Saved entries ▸
==============================
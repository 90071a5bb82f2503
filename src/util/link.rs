use thiserror::Error;
use url::Url;

/// Errors that can occur during feed link validation.
#[derive(Error, Debug)]
pub enum UrlValidationError {
    /// The URL string could not be parsed.
    #[error("Invalid URL: {0}")]
    InvalidUrl(#[from] url::ParseError),
    /// The URL uses a scheme other than http or https.
    #[error("Unsupported scheme: {0} (only http/https allowed)")]
    UnsupportedScheme(String),
    /// The URL has no host to fetch from.
    #[error("URL has no host")]
    MissingHost,
}

/// Validates a configured feed link.
///
/// Feed links come from the operator's own configuration, so private and
/// loopback hosts are accepted. Only the shape is checked: an absolute
/// `http` or `https` URL with a host.
///
/// # Examples
///
/// ```
/// use gazette::util::validate_feed_link;
///
/// let url = validate_feed_link("https://example.com/feed.xml").unwrap();
/// assert_eq!(url.host_str(), Some("example.com"));
///
/// assert!(validate_feed_link("file:///etc/passwd").is_err());
/// assert!(validate_feed_link("example.com/feed.xml").is_err());
/// ```
pub fn validate_feed_link(link: &str) -> Result<Url, UrlValidationError> {
    let url = Url::parse(link.trim())?;

    match url.scheme() {
        "http" | "https" => {}
        scheme => return Err(UrlValidationError::UnsupportedScheme(scheme.to_owned())),
    }

    match url.host_str() {
        Some(host) if !host.is_empty() => Ok(url),
        _ => Err(UrlValidationError::MissingHost),
    }
}
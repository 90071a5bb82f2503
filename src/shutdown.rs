//! Process-wide shutdown signal.
//!
//! One [`ShutdownTrigger`] fans out to any number of [`ShutdownSignal`]
//! clones. The scheduler stops dispatching when it fires and in-flight
//! fetches abort at their next await point.

use tokio::sync::watch;

pub struct ShutdownTrigger {
    tx: watch::Sender<bool>,
}

#[derive(Clone)]
pub struct ShutdownSignal {
    rx: watch::Receiver<bool>,
}

pub fn shutdown_channel() -> (ShutdownTrigger, ShutdownSignal) {
    let (tx, rx) = watch::channel(false);
    (ShutdownTrigger { tx }, ShutdownSignal { rx })
}

impl ShutdownTrigger {
    pub fn trigger(&self) {
        self.tx.send_replace(true);
    }
}

impl ShutdownSignal {
    /// A signal that never fires (dropping the trigger does not count as shutdown).
    pub fn never() -> Self {
        shutdown_channel().1
    }

    pub fn is_triggered(&self) -> bool {
        *self.rx.borrow()
    }

    /// Resolves once shutdown has been triggered.
    pub async fn triggered(&self) {
        let mut rx = self.rx.clone();
        if rx.wait_for(|stop| *stop).await.is_err() {
            // Trigger dropped without firing
            std::future::pending::<()>().await;
        }
    }
}

#[cfg(test)]
mod tests {
    use super::*;
    use std::time::Duration;

    #[tokio::test]
    async fn test_trigger_wakes_all_clones() {
        let (trigger, signal) = shutdown_channel();
        let other = signal.clone();
        assert!(!signal.is_triggered());

        let waiter = tokio::spawn(async move { other.triggered().await });
        trigger.trigger();

        tokio::time::timeout(Duration::from_secs(1), waiter)
            .await
            .unwrap()
            .unwrap();
        assert!(signal.is_triggered());
    }

    #[tokio::test]
    async fn test_already_triggered_resolves_immediately() {
        let (trigger, signal) = shutdown_channel();
        trigger.trigger();
        tokio::time::timeout(Duration::from_millis(100), signal.triggered())
            .await
            .unwrap();
    }

    #[tokio::test]
    async fn test_never_does_not_fire() {
        let signal = ShutdownSignal::never();
        let fired = tokio::time::timeout(Duration::from_millis(50), signal.triggered()).await;
        assert!(fired.is_err());
        assert!(!signal.is_triggered());
    }
}
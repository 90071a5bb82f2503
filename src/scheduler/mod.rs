//! Deciding when feeds are polled and running the polls.
//!
//! - [`backoff`] - feed-level poll spacing after success and failure
//! - [`locks`] - per-feed mutual exclusion (`Idle` / `Polling`)
//! - [`poller`] - the tick loop, bounded worker pool and graceful drain

pub mod backoff;
pub mod locks;
pub mod poller;

pub use backoff::BackoffPolicy;
pub use locks::{FeedLocks, PollGuard, PollState};
pub use poller::{PollError, PollReport, PollSettings, PollSummary, Poller, PollerStats};
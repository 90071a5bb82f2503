use chrono::{DateTime, Utc};
use feed_rs::model::{Entry, Link};
use feed_rs::parser;
use thiserror::Error;

use crate::storage::{CandidatePost, FeedMetadata};

/// The document as a whole could not be read as RSS or Atom.
#[derive(Debug, Error)]
#[error("Failed to parse feed: {0}")]
pub struct ParseError(#[from] parser::ParseFeedError);

/// Posts and metadata extracted from one fetched document.
#[derive(Debug, Clone, Default)]
pub struct ParsedFeed {
    pub metadata: FeedMetadata,
    /// Posts in document order
    pub posts: Vec<CandidatePost>,
    /// Entries dropped because they carried no link
    pub skipped: usize,
    /// Posts whose publication time fell back to `now`
    pub fallback_dates: usize,
}

/// Parse an RSS or Atom document.
///
/// Entries without a usable link are skipped and counted, never fatal.
/// Entries without a date get `now` with `published_is_fallback` set.
pub fn parse_feed(bytes: &[u8], now: DateTime<Utc>) -> Result<ParsedFeed, ParseError> {
    let feed = parser::parse(bytes)?;

    let metadata = FeedMetadata {
        title: feed.title.map(|t| t.content.trim().to_string()).filter(|t| !t.is_empty()),
        subtitle: feed
            .description
            .map(|d| d.content.trim().to_string())
            .filter(|d| !d.is_empty()),
        site_link: preferred_link(&feed.links),
        image_url: feed
            .logo
            .or(feed.icon)
            .map(|image| image.uri)
            .filter(|uri| !uri.is_empty()),
    };

    let mut parsed = ParsedFeed {
        metadata,
        ..Default::default()
    };

    for entry in feed.entries {
        match to_candidate(entry, now) {
            Some(post) => {
                if post.published_is_fallback {
                    parsed.fallback_dates += 1;
                }
                parsed.posts.push(post);
            }
            None => parsed.skipped += 1,
        }
    }

    Ok(parsed)
}

fn to_candidate(entry: Entry, now: DateTime<Utc>) -> Option<CandidatePost> {
    let link = preferred_link(&entry.links)?;

    let title = entry
        .title
        .map(|t| t.content.trim().to_string())
        .filter(|t| !t.is_empty())
        .unwrap_or_else(|| "Untitled".to_string());

    let author = entry
        .authors
        .into_iter()
        .map(|person| person.name.trim().to_string())
        .find(|name| !name.is_empty());

    let (published_at, published_is_fallback) = match entry.published.or(entry.updated) {
        Some(dt) => (dt, false),
        None => (now, true),
    };

    let mut tags: Vec<String> = Vec::new();
    for category in entry.categories {
        let term = category.term.trim();
        if !term.is_empty() && !tags.iter().any(|t| t == term) {
            tags.push(term.to_string());
        }
    }

    Some(CandidatePost {
        link,
        title,
        author,
        published_at,
        published_is_fallback,
        tags,
    })
}

/// `rel="alternate"` first, then a link with no rel, then whatever comes first.
fn preferred_link(links: &[Link]) -> Option<String> {
    let usable = || links.iter().filter(|l| !l.href.trim().is_empty());

    usable()
        .find(|l| l.rel.as_deref() == Some("alternate"))
        .or_else(|| usable().find(|l| l.rel.is_none()))
        .or_else(|| usable().next())
        .map(|l| l.href.trim().to_string())
}
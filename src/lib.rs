//! Cloud tenancy housekeeping.
//!
//! Two batch jobs against a resource-management API:
//!
//! - **Inventory**: enumerate every resource in the tenancy through the
//!   paginated search endpoint and flatten the results into a CSV report,
//!   decorated with compartment names.
//! - **Cleanup**: find volume backups that exceed a per-volume "keep the
//!   newest N" retention policy and delete them, with bounded retries,
//!   pacing between deletes, and a dry-run mode.
//!
//! Both jobs share the same traversal and retry machinery: [`fetch`] walks
//! server-paginated result sets exactly once, [`remote::retry`] wraps every
//! remote call in a configurable backoff policy, and [`run`] sequences the
//! phases and aggregates the per-run summary.

pub mod compartments;
pub mod config;
pub mod fetch;
pub mod inventory;
pub mod model;
pub mod mutate;
pub mod remote;
pub mod retention;
pub mod run;
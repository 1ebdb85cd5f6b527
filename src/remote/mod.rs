//! Remote API boundary.
//!
//! The rest of the crate depends only on the [`RemoteClient`] trait and the
//! [`RemoteError`] taxonomy, never on a specific wire protocol. The
//! `reqwest`-backed implementation lives in [`http`]; tests substitute
//! in-memory fakes.

pub mod http;
pub mod retry;

use async_trait::async_trait;
use thiserror::Error;

pub use http::HttpRemoteClient;

use crate::model::{BackupKind, RemoteRecord};

/// Error returned by remote API calls, classified into transient and
/// permanent kinds.
///
/// Transient errors (rate limit, timeout, server-side failures) may succeed
/// on retry; permanent errors (not found, denied, conflicting state) will
/// not, and are never retried.
#[derive(Debug, Error)]
pub enum RemoteError {
    #[error("rate limited by remote API")]
    RateLimited,

    #[error("remote call timed out")]
    Timeout,

    #[error("remote server error (status {0})")]
    Server(u16),

    #[error("not found: {0}")]
    NotFound(String),

    #[error("permission denied: {0}")]
    PermissionDenied(String),

    #[error("conflicting resource state: {0}")]
    Conflict(String),

    #[error("unexpected remote response: {0}")]
    InvalidResponse(String),

    #[error("http transport error: {0}")]
    Transport(#[from] reqwest::Error),
}

impl RemoteError {
    /// Whether a retry may succeed.
    pub fn is_transient(&self) -> bool {
        match self {
            Self::RateLimited | Self::Timeout | Self::Server(_) => true,
            Self::Transport(e) => e.is_connect() || e.is_timeout() || e.is_request(),
            Self::NotFound(_)
            | Self::PermissionDenied(_)
            | Self::Conflict(_)
            | Self::InvalidResponse(_) => false,
        }
    }
}

/// One page of a server-paginated result set.
#[derive(Debug, Clone, Default)]
pub struct Page {
    pub records: Vec<RemoteRecord>,
    /// Continuation token for the next page; `None` means the result set
    /// is exhausted.
    pub next_token: Option<String>,
}

/// The list/search/delete surface of the resource-management API.
#[async_trait]
pub trait RemoteClient: Send + Sync {
    /// Structured search across the tenancy.
    async fn search_resources(
        &self,
        query: &str,
        page_token: Option<&str>,
    ) -> Result<Page, RemoteError>;

    /// List the direct child compartments of `parent_id`.
    async fn list_compartments(
        &self,
        parent_id: &str,
        page_token: Option<&str>,
    ) -> Result<Page, RemoteError>;

    /// Fetch the tenancy root record (its display name labels the root of
    /// the compartment index).
    async fn get_tenancy(&self, tenancy_id: &str) -> Result<RemoteRecord, RemoteError>;

    /// List volume backups of one kind in a compartment.
    async fn list_backups(
        &self,
        kind: BackupKind,
        compartment_id: &str,
        page_token: Option<&str>,
    ) -> Result<Page, RemoteError>;

    /// Delete a single backup. Deletes are not transactional; a completed
    /// delete stands even if the run is interrupted afterwards.
    async fn delete_backup(&self, kind: BackupKind, identifier: &str) -> Result<(), RemoteError>;
}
==============================
TASK TO COMPLETE ▸
After locating the line with "let (published_at, published_is_fallback)" above, return that line and every later line through the one with "pub mod inventory;", word for word and with nothing else.

YOUR SOLUTION ▸
    let (published_at, published_is_fallback) = match entry.published.or(entry.updated) {
        Some(dt) => (dt, false),
        None => (now, true),
    };

    let mut tags: Vec<String> = Vec::new();
    for category in entry.categories {
        let term = category.term.trim();
        if !term.is_empty() && !tags.iter().any(|t| t == term) {
            tags.push(term.to_string());
        }
    }

    Some(CandidatePost {
        link,
        title,
        author,
        published_at,
        published_is_fallback,
        tags,
    })
}

/// `rel="alternate"` first, then a link with no rel, then whatever comes first.
fn preferred_link(links: &[Link]) -> Option<String> {
    let usable = || links.iter().filter(|l| !l.href.trim().is_empty());

    usable()
        .find(|l| l.rel.as_deref() == Some("alternate"))
        .or_else(|| usable().find(|l| l.rel.is_none()))
        .or_else(|| usable().next())
        .map(|l| l.href.trim().to_string())
}
filename src/lib.rs
//! Cloud tenancy housekeeping.
//!
//! Two batch jobs against a resource-management API:
//!
//! - **Inventory**: enumerate every resource in the tenancy through the
//!   paginated search endpoint and flatten the results into a CSV report,
//!   decorated with compartment names.
//! - **Cleanup**: find volume backups that exceed a per-volume "keep the
//!   newest N" retention policy and delete them, with bounded retries,
//!   pacing between deletes, and a dry-run mode.
//!
//! Both jobs share the same traversal and retry machinery: [`fetch`] walks
//! server-paginated result sets exactly once, [`remote::retry`] wraps every
//! remote call in a configurable backoff policy, and [`run`] sequences the
//! phases and aggregates the per-run summary.

pub mod compartments;
pub mod config;
pub mod fetch;
pub mod inventory;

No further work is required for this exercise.